This lack of clarity is not by chance. Lawyers call it ‘plausible deniability’. Shein can and does say that it had no direct contractual relationship with any Entity List spinner, that it never told anyone to use Xinjiang cotton, and that any contamination happened several tiers upstream without its knowledge, even when independent isotopic testing (Bloomberg 2022 and 2025, Oritain 2024) shows that the vast majority of Shein garments contain Xinjiang cotton signatures.[xl] Critics say that FLETF has so far accepted Shein’s self-audits’ defence as enough to keep Shein off the list because it. Another important limit is FLETF’s narrow definition of the word ‘exporting’ in subsection (iv).[xli] The task force adds a Chinese spinning mill or fabric maker because that mill physically ships yarn or greige fabric out of China. FLETF has traditionally treated the exporter as the party named on the bill of lading, the entity that directly ships the goods.[xlii] Under that view, an e-commerce platform in Singapore that merely enables a Chinese company to sell to US buyers isn’t considered the exporter of record.

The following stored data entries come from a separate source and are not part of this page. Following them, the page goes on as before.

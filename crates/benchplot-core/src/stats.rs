/// 幾何平均。非有限値は除外し、0 を含む場合は 0 を返す。
/// 有効値が無い、または負値を含む場合は `None`。
pub fn geometric_mean(values: &[f64]) -> Option<f64> {
    let finite: Vec<f64> = values.iter().copied().filter(|v| v.is_finite()).collect();
    if finite.is_empty() || finite.iter().any(|&v| v < 0.0) {
        return None;
    }
    if finite.contains(&0.0) {
        return Some(0.0);
    }
    let log_sum: f64 = finite.iter().map(|v| v.ln()).sum();
    Some((log_sum / finite.len() as f64).exp())
}

/// 平均値と 95% 信頼区間（正規近似）
#[derive(Debug, Clone, Copy, PartialEq)]
pub struct MeanCi {
    pub count: usize,
    pub mean: f64,
    pub lower: f64,
    pub upper: f64,
}

const Z_95: f64 = 1.96;

/// 非有限値を除いた平均と `mean ± 1.96·sd/√n`。n = 1 のとき区間幅は 0。
pub fn mean_ci(values: &[f64]) -> Option<MeanCi> {
    let finite: Vec<f64> = values.iter().copied().filter(|v| v.is_finite()).collect();
    if finite.is_empty() {
        return None;
    }
    let n = finite.len() as f64;
    let mean = finite.iter().sum::<f64>() / n;
    if finite.len() == 1 {
        return Some(MeanCi {
            count: 1,
            mean,
            lower: mean,
            upper: mean,
        });
    }
    let var = finite.iter().map(|v| (v - mean).powi(2)).sum::<f64>() / (n - 1.0);
    let half = Z_95 * var.sqrt() / n.sqrt();
    Some(MeanCi {
        count: finite.len(),
        mean,
        lower: mean - half,
        upper: mean + half,
    })
}
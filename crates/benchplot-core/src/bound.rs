//! 準最適性係数（suboptimality bound）のキー表現
//!
//! ファイル名から切り出した `1.40` と設定の `1.4` を同じ値として扱うため、
//! 1/1000 単位の固定小数点整数へ正規化してから比較・ハッシュ・整列する。

use std::fmt;
use std::str::FromStr;

use serde::{Deserialize, Deserializer, Serialize, Serializer};

/// 正規化の分解能（1/1000）
const SCALE: f64 = 1000.0;

/// 正規化済みの準最適性係数
#[derive(Clone, Copy, Debug, PartialEq, Eq, PartialOrd, Ord, Hash)]
pub struct Bound(u64);

#[derive(thiserror::Error, Debug, Clone, PartialEq)]
pub enum BoundError {
    #[error("not a number: {0:?}")]
    NotANumber(String),
    #[error("bound must be finite and non-negative: {0}")]
    OutOfRange(f64),
}

impl Bound {
    /// `f64` から正規化する。非有限値と負値は拒否する。
    pub fn from_f64(value: f64) -> Result<Self, BoundError> {
        if !value.is_finite() || value < 0.0 {
            return Err(BoundError::OutOfRange(value));
        }
        Ok(Bound((value * SCALE).round() as u64))
    }

    pub fn as_f64(self) -> f64 {
        self.0 as f64 / SCALE
    }
}

impl FromStr for Bound {
    type Err = BoundError;

    fn from_str(s: &str) -> Result<Self, Self::Err> {
        let value: f64 = s.trim().parse().map_err(|_| BoundError::NotANumber(s.to_string()))?;
        Bound::from_f64(value)
    }
}

impl fmt::Display for Bound {
    /// 末尾の 0 を落とした最短表記（`1400` → `1.4`, `2000` → `2`）
    fn fmt(&self, f: &mut fmt::Formatter<'_>) -> fmt::Result {
        let int = self.0 / 1000;
        let frac = self.0 % 1000;
        if frac == 0 {
            return write!(f, "{int}");
        }
        let digits = format!("{frac:03}");
        write!(f, "{int}.{}", digits.trim_end_matches('0'))
    }
}

impl Serialize for Bound {
    fn serialize<S: Serializer>(&self, serializer: S) -> Result<S::Ok, S::Error> {
        serializer.serialize_f64(self.as_f64())
    }
}

impl<'de> Deserialize<'de> for Bound {
    fn deserialize<D: Deserializer<'de>>(deserializer: D) -> Result<Self, D::Error> {
        let value = f64::deserialize(deserializer)?;
        Bound::from_f64(value).map_err(serde::de::Error::custom)
    }
}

Holding up and stopping shipments from just one upstream mill can throw off an entire part of the textile supply chain all at once. Adding a huge downstream company like Shein, which sends hundreds of thousands of packages every day, would be too much for CBP’s current resources and could cause a huge backlash from consumers.[xliii] The August 2025 Strategy Update is clear about this triage: the task force is “prioritizing high-impact upstream designations that remove tainted inputs at the source” while still gathering evidence on downstream actors. Congress has not been quiet. Senator Rubio, the House Select Committee on the Chinese Communist Party, and the co-chairs of the Congressional-Executive Commission on China have all asked many times that Shein be added to either subsection (iv) or (v).[xliv] Their letters all point to the same isotopic evidence, the same suppliers that are also listed (Huafu Fashion, Xinjiang Tianmian), and the same refusal to publish lists of lower-tier factories.[xlv] FLETF’s answer has been polite but vague. They say the investigation is ‘ongoing’ and that any designation must be backed up by ‘sufficient verifiable evidence’. This means that Shein is still in a strange legal limbo. The UFLPA’s geographic presumption makes it likely that its clothes are not allowed, but the company itself is not on the Entity List, which would automatically trigger that presumption. Until FLETF lowers its evidentiary threshold for downstream platforms, or until Congress amends the statute to clarify that “exporting” includes facilitating the export, Shein can continue to operate at the edge of the law, fully aware of the risk in its supply chain, yet insulated by a combination of corporate opacity, narrow statutory interpretation, and administrative pragmatism. That protection is wearing thin. If the Import Security and Fairness Act passes, every de minimis parcel would have to show who made it, which would take away a lot of Shein’s ability to deny responsibility. The task force’s narrow interpretation of ‘knowing engagement’ and ‘exporting’ remains the key reason why Shein is not listed along with 144 other names.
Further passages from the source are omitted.